[Opening Recorded data section]

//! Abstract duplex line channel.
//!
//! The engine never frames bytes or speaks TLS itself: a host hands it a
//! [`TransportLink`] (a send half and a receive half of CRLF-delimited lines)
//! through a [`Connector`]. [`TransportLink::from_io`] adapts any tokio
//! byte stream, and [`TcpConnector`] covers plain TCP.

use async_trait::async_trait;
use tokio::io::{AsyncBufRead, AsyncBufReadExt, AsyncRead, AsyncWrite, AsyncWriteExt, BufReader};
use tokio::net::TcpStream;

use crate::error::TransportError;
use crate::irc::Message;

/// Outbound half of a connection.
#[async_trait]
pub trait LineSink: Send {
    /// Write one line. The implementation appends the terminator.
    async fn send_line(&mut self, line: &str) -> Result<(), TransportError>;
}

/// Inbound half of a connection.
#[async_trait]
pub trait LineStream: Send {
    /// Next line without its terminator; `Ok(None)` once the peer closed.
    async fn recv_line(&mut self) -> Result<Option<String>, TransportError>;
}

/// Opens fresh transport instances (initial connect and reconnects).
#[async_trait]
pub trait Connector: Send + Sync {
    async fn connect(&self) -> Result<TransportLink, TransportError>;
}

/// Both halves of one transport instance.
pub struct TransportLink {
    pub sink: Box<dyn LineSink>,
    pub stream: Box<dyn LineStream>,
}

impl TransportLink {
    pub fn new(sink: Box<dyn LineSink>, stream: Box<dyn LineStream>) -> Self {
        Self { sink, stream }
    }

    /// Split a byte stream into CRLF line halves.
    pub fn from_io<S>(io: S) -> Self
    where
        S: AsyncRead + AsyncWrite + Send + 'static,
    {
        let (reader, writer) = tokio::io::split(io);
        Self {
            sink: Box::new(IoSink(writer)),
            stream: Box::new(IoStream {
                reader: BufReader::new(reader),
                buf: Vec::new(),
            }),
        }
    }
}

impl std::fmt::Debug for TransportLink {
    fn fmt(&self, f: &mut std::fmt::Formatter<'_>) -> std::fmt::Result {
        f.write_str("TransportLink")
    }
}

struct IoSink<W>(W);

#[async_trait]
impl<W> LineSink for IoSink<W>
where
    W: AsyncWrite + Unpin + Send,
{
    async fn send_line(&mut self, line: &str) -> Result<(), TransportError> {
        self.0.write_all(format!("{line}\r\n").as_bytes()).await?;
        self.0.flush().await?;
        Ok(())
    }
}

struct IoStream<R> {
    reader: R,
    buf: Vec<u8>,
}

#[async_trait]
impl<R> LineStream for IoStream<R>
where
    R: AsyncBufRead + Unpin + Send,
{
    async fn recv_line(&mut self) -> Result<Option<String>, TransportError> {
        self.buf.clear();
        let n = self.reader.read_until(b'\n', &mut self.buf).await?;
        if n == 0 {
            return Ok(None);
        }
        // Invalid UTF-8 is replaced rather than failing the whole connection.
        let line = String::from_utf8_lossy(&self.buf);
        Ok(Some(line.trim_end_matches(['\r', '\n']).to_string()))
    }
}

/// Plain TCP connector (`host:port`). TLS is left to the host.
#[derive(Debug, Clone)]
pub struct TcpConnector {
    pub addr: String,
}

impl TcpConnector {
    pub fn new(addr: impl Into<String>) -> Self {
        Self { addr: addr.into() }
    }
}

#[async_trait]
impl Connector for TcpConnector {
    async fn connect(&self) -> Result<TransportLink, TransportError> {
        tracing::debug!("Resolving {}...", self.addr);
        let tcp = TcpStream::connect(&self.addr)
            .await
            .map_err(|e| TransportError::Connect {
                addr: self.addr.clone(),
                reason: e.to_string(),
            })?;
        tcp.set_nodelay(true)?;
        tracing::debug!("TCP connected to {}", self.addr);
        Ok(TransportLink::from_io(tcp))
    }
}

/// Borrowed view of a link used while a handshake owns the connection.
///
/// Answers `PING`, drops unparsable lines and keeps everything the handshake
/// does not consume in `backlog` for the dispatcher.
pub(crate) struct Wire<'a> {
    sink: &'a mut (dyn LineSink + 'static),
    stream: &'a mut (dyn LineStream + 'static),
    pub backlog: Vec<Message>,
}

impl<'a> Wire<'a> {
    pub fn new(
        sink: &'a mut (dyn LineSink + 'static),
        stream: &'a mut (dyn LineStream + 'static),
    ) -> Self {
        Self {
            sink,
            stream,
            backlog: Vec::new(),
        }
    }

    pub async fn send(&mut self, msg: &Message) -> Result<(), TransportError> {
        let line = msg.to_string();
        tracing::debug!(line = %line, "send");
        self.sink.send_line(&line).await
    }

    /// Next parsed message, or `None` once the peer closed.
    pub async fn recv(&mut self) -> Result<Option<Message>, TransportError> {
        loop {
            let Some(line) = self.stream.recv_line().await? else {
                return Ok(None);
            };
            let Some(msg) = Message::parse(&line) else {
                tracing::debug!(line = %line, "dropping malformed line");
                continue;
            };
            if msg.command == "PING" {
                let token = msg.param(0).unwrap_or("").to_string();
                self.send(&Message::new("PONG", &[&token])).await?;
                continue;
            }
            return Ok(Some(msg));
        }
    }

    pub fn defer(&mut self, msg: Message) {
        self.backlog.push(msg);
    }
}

[Closing Recorded data section]

The problem:
Your reply must contain exactly the lines from the first line of the data through the line holding "use async_trait::async_trait;", and nothing more.

Exercise solution:
//! Abstract duplex line channel.
//!
//! The engine never frames bytes or speaks TLS itself: a host hands it a
//! [`TransportLink`] (a send half and a receive half of CRLF-delimited lines)
//! through a [`Connector`]. [`TransportLink::from_io`] adapts any tokio
//! byte stream, and [`TcpConnector`] covers plain TCP.

use async_trait::async_trait;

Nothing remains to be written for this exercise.